● TRY IT
Line count for "DistrictKind": give the number of lines in the records below that hold it, and nothing else.

───

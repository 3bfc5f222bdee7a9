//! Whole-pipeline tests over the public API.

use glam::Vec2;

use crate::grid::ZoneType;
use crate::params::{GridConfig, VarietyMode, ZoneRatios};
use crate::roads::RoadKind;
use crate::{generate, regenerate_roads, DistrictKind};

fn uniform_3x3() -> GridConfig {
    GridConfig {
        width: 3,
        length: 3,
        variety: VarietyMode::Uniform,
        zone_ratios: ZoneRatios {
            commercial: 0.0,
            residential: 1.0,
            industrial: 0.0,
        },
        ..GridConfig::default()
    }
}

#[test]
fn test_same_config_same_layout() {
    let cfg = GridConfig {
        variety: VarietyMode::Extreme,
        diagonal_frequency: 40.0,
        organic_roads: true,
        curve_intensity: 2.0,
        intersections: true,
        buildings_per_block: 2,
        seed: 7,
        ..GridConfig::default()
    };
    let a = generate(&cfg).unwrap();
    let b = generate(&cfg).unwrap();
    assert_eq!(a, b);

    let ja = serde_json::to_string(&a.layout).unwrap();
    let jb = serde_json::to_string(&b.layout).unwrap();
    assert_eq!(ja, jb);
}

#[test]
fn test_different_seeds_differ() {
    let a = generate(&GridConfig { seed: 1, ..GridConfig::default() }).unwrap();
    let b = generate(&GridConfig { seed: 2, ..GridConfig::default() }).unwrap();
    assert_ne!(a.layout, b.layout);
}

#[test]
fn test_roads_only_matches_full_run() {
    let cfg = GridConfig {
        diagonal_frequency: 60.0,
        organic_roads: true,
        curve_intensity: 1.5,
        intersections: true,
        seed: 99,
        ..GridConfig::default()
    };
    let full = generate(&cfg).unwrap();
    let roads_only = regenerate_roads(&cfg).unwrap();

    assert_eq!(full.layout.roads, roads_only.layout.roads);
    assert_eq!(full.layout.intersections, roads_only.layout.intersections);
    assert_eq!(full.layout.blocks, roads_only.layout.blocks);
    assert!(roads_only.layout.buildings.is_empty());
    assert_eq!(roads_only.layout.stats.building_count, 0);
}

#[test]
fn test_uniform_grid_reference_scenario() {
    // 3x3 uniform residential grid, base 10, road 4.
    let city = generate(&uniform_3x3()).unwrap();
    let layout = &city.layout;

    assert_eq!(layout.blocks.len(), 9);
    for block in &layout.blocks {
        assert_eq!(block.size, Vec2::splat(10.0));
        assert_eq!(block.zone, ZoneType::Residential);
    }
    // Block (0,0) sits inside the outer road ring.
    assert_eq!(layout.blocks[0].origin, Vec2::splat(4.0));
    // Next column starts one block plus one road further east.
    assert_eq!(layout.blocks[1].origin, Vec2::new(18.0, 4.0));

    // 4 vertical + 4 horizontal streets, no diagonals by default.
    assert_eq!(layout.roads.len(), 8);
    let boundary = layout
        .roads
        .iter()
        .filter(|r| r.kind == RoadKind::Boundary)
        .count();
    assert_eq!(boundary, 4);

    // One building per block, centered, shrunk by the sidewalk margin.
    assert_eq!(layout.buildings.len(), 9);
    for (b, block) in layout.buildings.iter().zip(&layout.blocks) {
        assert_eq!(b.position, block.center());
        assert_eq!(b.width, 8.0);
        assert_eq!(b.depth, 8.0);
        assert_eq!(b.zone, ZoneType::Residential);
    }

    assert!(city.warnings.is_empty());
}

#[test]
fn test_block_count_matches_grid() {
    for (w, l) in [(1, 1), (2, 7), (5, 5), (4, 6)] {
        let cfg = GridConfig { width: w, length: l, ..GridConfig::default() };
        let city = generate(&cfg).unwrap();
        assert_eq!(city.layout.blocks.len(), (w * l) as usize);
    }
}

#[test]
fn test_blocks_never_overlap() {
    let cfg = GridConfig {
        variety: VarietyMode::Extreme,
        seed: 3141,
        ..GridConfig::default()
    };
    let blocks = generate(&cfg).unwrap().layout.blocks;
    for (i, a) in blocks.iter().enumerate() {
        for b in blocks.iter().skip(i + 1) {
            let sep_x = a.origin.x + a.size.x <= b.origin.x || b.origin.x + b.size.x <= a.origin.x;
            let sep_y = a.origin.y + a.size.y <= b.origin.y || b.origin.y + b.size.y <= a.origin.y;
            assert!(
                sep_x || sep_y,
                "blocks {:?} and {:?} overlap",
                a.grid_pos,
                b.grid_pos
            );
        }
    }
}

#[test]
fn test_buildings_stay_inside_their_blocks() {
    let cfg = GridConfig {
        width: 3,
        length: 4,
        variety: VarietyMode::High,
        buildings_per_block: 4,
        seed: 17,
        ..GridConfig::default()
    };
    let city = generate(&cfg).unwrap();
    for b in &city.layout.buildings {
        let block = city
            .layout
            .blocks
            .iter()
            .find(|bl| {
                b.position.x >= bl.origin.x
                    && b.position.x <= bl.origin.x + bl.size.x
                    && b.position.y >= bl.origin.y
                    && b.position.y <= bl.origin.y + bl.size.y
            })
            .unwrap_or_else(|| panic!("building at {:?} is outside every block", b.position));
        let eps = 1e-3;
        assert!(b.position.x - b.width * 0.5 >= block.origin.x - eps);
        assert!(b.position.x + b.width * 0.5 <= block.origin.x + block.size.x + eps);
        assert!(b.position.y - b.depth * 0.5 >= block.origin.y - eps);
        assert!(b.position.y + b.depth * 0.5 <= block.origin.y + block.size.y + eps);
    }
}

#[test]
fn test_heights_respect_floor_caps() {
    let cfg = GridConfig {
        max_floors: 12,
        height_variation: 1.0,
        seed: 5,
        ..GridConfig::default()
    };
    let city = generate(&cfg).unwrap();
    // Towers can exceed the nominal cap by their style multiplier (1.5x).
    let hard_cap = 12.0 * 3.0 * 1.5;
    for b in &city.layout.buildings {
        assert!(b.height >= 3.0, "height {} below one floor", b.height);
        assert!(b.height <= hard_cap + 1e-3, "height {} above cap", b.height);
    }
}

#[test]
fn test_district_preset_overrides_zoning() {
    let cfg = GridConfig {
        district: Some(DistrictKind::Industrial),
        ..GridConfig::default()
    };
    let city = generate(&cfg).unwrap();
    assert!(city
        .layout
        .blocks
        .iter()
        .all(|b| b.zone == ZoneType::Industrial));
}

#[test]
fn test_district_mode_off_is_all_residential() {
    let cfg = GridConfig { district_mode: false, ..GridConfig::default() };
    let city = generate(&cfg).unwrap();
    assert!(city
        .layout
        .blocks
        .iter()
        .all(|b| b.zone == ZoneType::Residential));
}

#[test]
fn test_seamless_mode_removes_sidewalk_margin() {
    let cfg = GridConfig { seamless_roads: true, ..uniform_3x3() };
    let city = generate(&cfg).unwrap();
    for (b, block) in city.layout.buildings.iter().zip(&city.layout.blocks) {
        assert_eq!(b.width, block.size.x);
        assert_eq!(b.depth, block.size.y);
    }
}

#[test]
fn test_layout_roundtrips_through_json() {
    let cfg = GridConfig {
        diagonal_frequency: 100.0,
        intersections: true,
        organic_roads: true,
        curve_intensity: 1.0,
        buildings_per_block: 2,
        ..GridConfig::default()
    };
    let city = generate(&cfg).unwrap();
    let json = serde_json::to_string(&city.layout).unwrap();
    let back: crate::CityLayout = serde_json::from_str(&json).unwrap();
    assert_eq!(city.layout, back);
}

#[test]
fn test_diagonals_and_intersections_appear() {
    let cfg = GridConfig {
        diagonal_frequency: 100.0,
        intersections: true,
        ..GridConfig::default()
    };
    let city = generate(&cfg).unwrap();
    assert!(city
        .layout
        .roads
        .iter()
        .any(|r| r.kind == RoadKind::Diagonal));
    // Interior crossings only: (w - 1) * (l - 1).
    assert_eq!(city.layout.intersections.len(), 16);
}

───

● ANSWER SPACE
2